Problem details: Would you pull out every line of the material that contains the string "HashMap"?

- - -

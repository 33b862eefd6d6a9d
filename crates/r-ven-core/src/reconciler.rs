//! ---
//! ems_section: "01-core-functionality"
//! ems_subsection: "module"
//! ems_type: "source"
//! ems_scope: "code"
//! ems_description: "Event reconciliation and registration lifecycle."
//! ems_version: "v0.0.0-prealpha"
//! ems_owner: "tbd"
//! ---
use std::collections::HashMap;
use std::sync::Arc;

use r_ven_common::time::{Clock, SystemClock};
use r_ven_msg::{Event, EventBatch, EventStatus, OptType, ResponseDescriptor, ResponseRequired};
use tracing::{debug, error, info, warn};

use crate::hooks::{EventHandler, HookResult};
use crate::metrics::VenMetrics;

/// Per-session tracking of received events and the decisions returned for them.
#[derive(Debug, Clone, Default)]
pub struct ReconciliationState {
    received: HashMap<String, Event>,
    responses: HashMap<String, OptType>,
}

impl ReconciliationState {
    /// Last revision seen for `event_id`.
    pub fn tracked_event(&self, event_id: &str) -> Option<&Event> {
        self.received.get(event_id)
    }

    /// Last decision recorded for `event_id`.
    pub fn decision(&self, event_id: &str) -> Option<OptType> {
        self.responses.get(event_id).copied()
    }

    pub fn tracked_len(&self) -> usize {
        self.received.len()
    }

    pub fn is_empty(&self) -> bool {
        self.received.is_empty() && self.responses.is_empty()
    }

    fn seen_revision(&self, event_id: &str) -> Option<u32> {
        self.received.get(event_id).map(|event| event.modification_number)
    }

    fn record(&mut self, event: &Event, decision: Option<OptType>) {
        if event.status.is_terminal() {
            self.received.remove(&event.event_id);
            self.responses.remove(&event.event_id);
            return;
        }
        match decision {
            Some(opt_type) => {
                self.responses.insert(event.event_id.clone(), opt_type);
            }
            None => {
                self.responses.remove(&event.event_id);
            }
        }
    }
}

/// Turns inbound event batches into ordered opt responses.
///
/// Hooks run only on first sight of an event or on a revision bump; a
/// redelivery of a known revision re-uses the recorded decision. A failing
/// hook opts the whole batch out.
pub struct EventReconciler {
    handler: Arc<dyn EventHandler>,
    clock: Arc<dyn Clock>,
    state: ReconciliationState,
    metrics: Option<VenMetrics>,
}

impl EventReconciler {
    pub fn new(handler: Arc<dyn EventHandler>) -> Self {
        Self {
            handler,
            clock: Arc::new(SystemClock),
            state: ReconciliationState::default(),
            metrics: None,
        }
    }

    pub fn with_clock(mut self, clock: Arc<dyn Clock>) -> Self {
        self.clock = clock;
        self
    }

    pub fn with_metrics(mut self, metrics: VenMetrics) -> Self {
        self.metrics = Some(metrics);
        self
    }

    pub fn state(&self) -> &ReconciliationState {
        &self.state
    }

    /// Decide on every event of `batch` and build the responses to send.
    ///
    /// An empty result means no created-event message should be sent.
    pub async fn reconcile(&mut self, batch: &EventBatch) -> Vec<ResponseDescriptor> {
        let decisions = match self.decide_all(&batch.events).await {
            Ok(decisions) => decisions,
            Err(err) => {
                error!(
                    request_id = %batch.request_id,
                    events = batch.events.len(),
                    error = %err,
                    "decision hook failed; opting out of every event in the batch"
                );
                if let Some(metrics) = &self.metrics {
                    metrics.record_hook_failure();
                }
                self.opt_out_all(&batch.events)
            }
        };

        let decisions: Vec<Option<OptType>> = batch
            .events
            .iter()
            .zip(decisions)
            .map(|(event, decision)| self.validate(event, decision))
            .collect();

        let now = self.clock.now();
        let responses: Vec<ResponseDescriptor> = batch
            .events
            .iter()
            .zip(&decisions)
            .filter(|(event, _)| event.response_required == ResponseRequired::Always)
            .filter(|(event, _)| event.active_period.status_at(now) != EventStatus::Completed)
            .filter_map(|(event, decision)| {
                decision.map(|opt_type| ResponseDescriptor::ok(event, opt_type, &batch.request_id))
            })
            .collect();

        if responses.is_empty() {
            info!(
                request_id = %batch.request_id,
                "not sending any event responses; none required or allowed"
            );
        } else {
            info!(
                request_id = %batch.request_id,
                responses = responses.len(),
                "event responses prepared"
            );
        }
        responses
    }

    async fn decide_all(&mut self, events: &[Event]) -> HookResult<Vec<Option<OptType>>> {
        let mut decisions = Vec::with_capacity(events.len());
        for event in events {
            let decision = self.decide(event).await?;
            self.state.record(event, decision);
            decisions.push(decision);
        }
        Ok(decisions)
    }

    async fn decide(&mut self, event: &Event) -> HookResult<Option<OptType>> {
        let event_id = event.event_id.as_str();
        match self.state.seen_revision(event_id) {
            Some(revision) if revision == event.modification_number => {
                debug!(
                    event_id,
                    modification_number = revision,
                    "repeat delivery; re-using recorded decision"
                );
                Ok(self.state.decision(event_id))
            }
            Some(revision) => {
                debug!(
                    event_id,
                    from = revision,
                    to = event.modification_number,
                    "event revision changed"
                );
                self.state.received.insert(event.event_id.clone(), event.clone());
                let previous = self.state.decision(event_id);
                let updated = self.handler.on_update_event(event, previous).await?;
                Ok(updated.or(previous))
            }
            None => {
                self.state.received.insert(event.event_id.clone(), event.clone());
                let decision = self.handler.on_event(event).await?;
                Ok(Some(decision))
            }
        }
    }

    fn opt_out_all(&mut self, events: &[Event]) -> Vec<Option<OptType>> {
        events
            .iter()
            .map(|event| {
                self.state.received.insert(event.event_id.clone(), event.clone());
                self.state.record(event, Some(OptType::OptOut));
                Some(OptType::OptOut)
            })
            .collect()
    }

    fn validate(&self, event: &Event, decision: Option<OptType>) -> Option<OptType> {
        let decision = match decision {
            None if event.response_required == ResponseRequired::Always => {
                warn!(
                    event_id = %event.event_id,
                    modification_number = event.modification_number,
                    "decision hooks must return optIn or optOut; responding with optOut"
                );
                if let Some(metrics) = &self.metrics {
                    metrics.record_coercion();
                }
                Some(OptType::OptOut)
            }
            other => other,
        };
        if let (Some(opt_type), Some(metrics)) = (decision, &self.metrics) {
            metrics.record_decision(opt_type);
        }
        decision
    }
}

- - -

Written solution:
use std::collections::HashMap;
    received: HashMap<String, Event>,
    responses: HashMap<String, OptType>,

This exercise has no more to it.